Theorem Let $A$ and $B$ be Hermitian matrices with eigenvalues $a_1,\ldots,a_n$ and $b_1,\ldots,b_n$, respectively. Then,

\begin{equation*} \det(A+B) \le \max_{\sigma \in \mathfrak{S}_n}\prod_{i=1}^n (a_i + b_{\sigma(i)}). \end{equation*}

Since correlation matrices are Hermitian positive semidefinite, a specialization of this theorem shows us that \begin{equation*} \det(A+B) \le \prod_{i=1}^n (\lambda_i(A) + \lambda_{n-i+1}(B)), \end{equation*} where $\lambda_i(\cdot)$ is the $i$-largest eigenvalue. Thus, in particular, for a fixed $B$, we just need to pick a suitable $A$ that has the same eigenvectors as $B$ (in permuted order, however), but has the largest possible allowable eigenvalues.

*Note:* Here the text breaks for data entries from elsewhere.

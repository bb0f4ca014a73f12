//! Portfolio constraints and projection onto the feasible set.
//!
//! The feasible set is the intersection of:
//!
//! - the budget simplex with per-asset bounds (non-negativity unless
//!   shorting is enabled, a maximum weight, and pinned weights for assets
//!   that cannot trade this period)
//! - one slab per asset-class band
//! - the liquidity-floor halfspace over daily-liquid assets
//! - the ESG-floor halfspace `Σ sᵢ·wᵢ ≥ min` over asset ESG scores
//! - the L1 turnover ball around the current weights
//!
//! An ESG screen excludes tradable assets that are unscored or score below
//! the threshold by fixing both of their bounds at zero.
//!
//! [`FeasibleRegion::project`] computes the Euclidean projection onto the
//! intersection with Dykstra's alternating projections, finishing on the
//! bounded simplex so that the budget and bounds hold to rounding.
//!
//! Alternating projections only reach the turnover ball in the limit. When
//! the Dykstra point still breaks a constraint, it is pulled back along the
//! segment towards a feasible anchor (the current weights projected onto
//! the other constraints). Every constraint is convex, so the feasible part
//! of that segment is an interval starting at the anchor and bisection finds
//! its far end.

use crate::error::OptimisationError;
use serde::{Deserialize, Serialize};
use std::fmt;
use wealth_core::types::{Asset, AssetClass, AssetId};

/// Tolerance used when checking the final weights.
pub const FEASIBILITY_TOLERANCE: f64 = 1e-6;

const DYKSTRA_MAX_ROUNDS: usize = 5_000;
const DYKSTRA_TOLERANCE: f64 = 1e-13;
const BISECTION_ITERATIONS: usize = 200;
const REPAIR_TOLERANCE: f64 = 1e-9;
const REPAIR_ITERATIONS: usize = 60;

/// Minimum and maximum aggregate weight of one asset class.
#[derive(Clone, Copy, Debug, PartialEq, Serialize, Deserialize)]
pub struct ClassBand {
    /// Asset class the band applies to
    pub class: AssetClass,
    /// Minimum aggregate weight
    #[serde(default)]
    pub min: f64,
    /// Maximum aggregate weight
    #[serde(default = "one")]
    pub max: f64,
}

fn one() -> f64 {
    1.0
}

impl ClassBand {
    /// Creates a band.
    pub fn new(class: AssetClass, min: f64, max: f64) -> Self {
        Self { class, min, max }
    }

    /// Band pinning the class weight to `weight`.
    pub fn fixed(class: AssetClass, weight: f64) -> Self {
        Self::new(class, weight, weight)
    }
}

/// Constraints applied to every optimisation.
///
/// # Examples
///
/// ```
/// use wealth_core::types::AssetClass;
/// use wealth_optimiser::constraints::{ClassBand, ConstraintSet};
///
/// let constraints = ConstraintSet::default()
///     .with_class_band(ClassBand::new(AssetClass::Equity, 0.3, 0.7))
///     .with_liquidity_floor(0.5)
///     .with_turnover_cap(0.2);
/// assert!(constraints.validate().is_ok());
/// assert!(!constraints.allow_short);
/// ```
#[derive(Clone, Debug, PartialEq, Serialize, Deserialize)]
#[serde(default)]
pub struct ConstraintSet {
    /// Permit negative weights
    pub allow_short: bool,
    /// Largest short position per asset when shorting is allowed
    pub short_limit: f64,
    /// Largest weight per asset
    pub max_weight: f64,
    /// Asset-class bands
    pub class_bands: Vec<ClassBand>,
    /// Minimum fraction held in daily-liquid assets
    pub liquidity_floor: f64,
    /// Maximum `Σ|w − w_current|` per rebalance
    pub turnover_cap: Option<f64>,
    /// Minimum weighted ESG score of the portfolio (unscored assets count 0)
    pub min_esg_score: Option<f64>,
    /// Excludes tradable assets scoring below this, or unscored
    pub esg_screen: Option<f64>,
}

impl Default for ConstraintSet {
    fn default() -> Self {
        Self {
            allow_short: false,
            short_limit: 0.0,
            max_weight: 1.0,
            class_bands: Vec::new(),
            liquidity_floor: 0.0,
            turnover_cap: None,
            min_esg_score: None,
            esg_screen: None,
        }
    }
}

impl ConstraintSet {
    /// Enables shorting down to `-limit` per asset.
    pub fn with_shorting(mut self, limit: f64) -> Self {
        self.allow_short = true;
        self.short_limit = limit;
        self
    }

    /// Sets the per-asset maximum weight.
    pub fn with_max_weight(mut self, max_weight: f64) -> Self {
        self.max_weight = max_weight;
        self
    }

    /// Adds an asset-class band.
    pub fn with_class_band(mut self, band: ClassBand) -> Self {
        self.class_bands.push(band);
        self
    }

    /// Sets the liquidity floor.
    pub fn with_liquidity_floor(mut self, floor: f64) -> Self {
        self.liquidity_floor = floor;
        self
    }

    /// Sets the turnover cap.
    pub fn with_turnover_cap(mut self, cap: f64) -> Self {
        self.turnover_cap = Some(cap);
        self
    }

    /// Sets the portfolio ESG floor.
    pub fn with_min_esg_score(mut self, score: f64) -> Self {
        self.min_esg_score = Some(score);
        self
    }

    /// Screens out assets scoring below `threshold`.
    pub fn with_esg_screen(mut self, threshold: f64) -> Self {
        self.esg_screen = Some(threshold);
        self
    }

    /// Validates parameter ranges.
    ///
    /// # Errors
    ///
    /// Returns `OptimisationError::InvalidInput` describing the first
    /// offending parameter.
    pub fn validate(&self) -> Result<(), OptimisationError> {
        if !(self.short_limit >= 0.0) {
            return Err(OptimisationError::invalid("short_limit must be non-negative"));
        }
        if !(self.max_weight > 0.0) {
            return Err(OptimisationError::invalid("max_weight must be positive"));
        }
        if !(0.0..=1.0).contains(&self.liquidity_floor) {
            return Err(OptimisationError::invalid("liquidity_floor must lie in [0, 1]"));
        }
        if let Some(cap) = self.turnover_cap {
            if !(cap >= 0.0) {
                return Err(OptimisationError::invalid("turnover_cap must be non-negative"));
            }
        }
        for (name, score) in [
            ("min_esg_score", self.min_esg_score),
            ("esg_screen", self.esg_screen),
        ] {
            if let Some(score) = score {
                if !(score >= 0.0) || !score.is_finite() {
                    return Err(OptimisationError::invalid(format!(
                        "{name} must be a non-negative score"
                    )));
                }
            }
        }
        for band in &self.class_bands {
            if !(band.min <= band.max) || !band.min.is_finite() || !band.max.is_finite() {
                return Err(OptimisationError::invalid(format!(
                    "class band for {} has min {} above max {}",
                    band.class, band.min, band.max
                )));
            }
        }
        Ok(())
    }
}

/// An asset offered to the optimiser at one rebalance point.
#[derive(Clone, Debug, PartialEq, Serialize, Deserialize)]
pub struct CandidateAsset {
    /// Asset identifier
    pub id: AssetId,
    /// Asset class
    pub class: AssetClass,
    /// Counts towards the liquidity floor
    pub daily_liquid: bool,
    /// May trade at this rebalance; otherwise its weight stays at current
    pub tradable: bool,
    /// ESG score, if rated
    #[serde(default)]
    pub esg_score: Option<f64>,
}

impl CandidateAsset {
    /// Freely tradable, daily-liquid candidate.
    pub fn new(id: impl Into<AssetId>, class: AssetClass) -> Self {
        Self {
            id: id.into(),
            class,
            daily_liquid: true,
            tradable: true,
            esg_score: None,
        }
    }

    /// Sets the ESG score.
    pub fn with_esg_score(mut self, score: f64) -> Self {
        self.esg_score = Some(score);
        self
    }

    /// Candidate view of `asset` at `period`.
    pub fn from_asset(asset: &Asset, period: usize, periods_per_year: usize) -> Self {
        Self {
            id: asset.id.clone(),
            class: asset.class,
            daily_liquid: asset.liquidity.is_daily(),
            tradable: asset.liquidity.can_trade(period, periods_per_year),
            esg_score: asset.esg_score,
        }
    }
}

/// A single constraint of the compiled region.
#[derive(Clone, Debug, PartialEq, Eq, Serialize, Deserialize)]
#[serde(tag = "type", content = "on", rename_all = "snake_case")]
pub enum Constraint {
    /// Weights sum to one
    Budget,
    /// Per-asset lower bound (zero or the short limit)
    LowerBound(AssetId),
    /// Per-asset maximum weight
    UpperBound(AssetId),
    /// Class band minimum
    ClassMinimum(AssetClass),
    /// Class band maximum
    ClassMaximum(AssetClass),
    /// Minimum daily-liquid fraction
    LiquidityFloor,
    /// Minimum portfolio ESG score
    EsgFloor,
    /// Maximum turnover
    TurnoverCap,
}

impl fmt::Display for Constraint {
    fn fmt(&self, f: &mut fmt::Formatter<'_>) -> fmt::Result {
        match self {
            Constraint::Budget => write!(f, "budget"),
            Constraint::LowerBound(id) => write!(f, "lower bound on {id}"),
            Constraint::UpperBound(id) => write!(f, "upper bound on {id}"),
            Constraint::ClassMinimum(class) => write!(f, "{class} minimum"),
            Constraint::ClassMaximum(class) => write!(f, "{class} maximum"),
            Constraint::LiquidityFloor => write!(f, "liquidity floor"),
            Constraint::EsgFloor => write!(f, "ESG floor"),
            Constraint::TurnoverCap => write!(f, "turnover cap"),
        }
    }
}

/// Band expressed on the tradable assets only.
#[derive(Clone, Debug)]
struct CompiledBand {
    band: ClassBand,
    members: Vec<usize>,
    free: Vec<usize>,
}

/// Constraint set compiled against a candidate list.
#[derive(Clone, Debug)]
pub struct FeasibleRegion {
    ids: Vec<AssetId>,
    lower: Vec<f64>,
    upper: Vec<f64>,
    fixed: Vec<bool>,
    bands: Vec<CompiledBand>,
    liquid: Vec<usize>,
    liquid_free: Vec<usize>,
    liquidity_floor: f64,
    esg_scores: Vec<f64>,
    esg_floor: Option<f64>,
    current: Vec<f64>,
    turnover_cap: Option<f64>,
}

EDIT It is not immediate, if these eigenvalues can be easily obtained in closed form. It seems that in some cases the optimum solution can be obtained by setting \begin{equation*} a_{ij} = \begin{cases} -b_{ij} & i \neq j,\\ 1 & i = j \end{cases}. \end{equation*} In this case, $A+B = 2I_n$. But in general, as noted by the OP in the comments below, this construction does not always work. I am still hoping to be able to get a solution more easily than solving an SDP, but at this point it is not clear whether I can do better than solving an SDP (for the maximization problem).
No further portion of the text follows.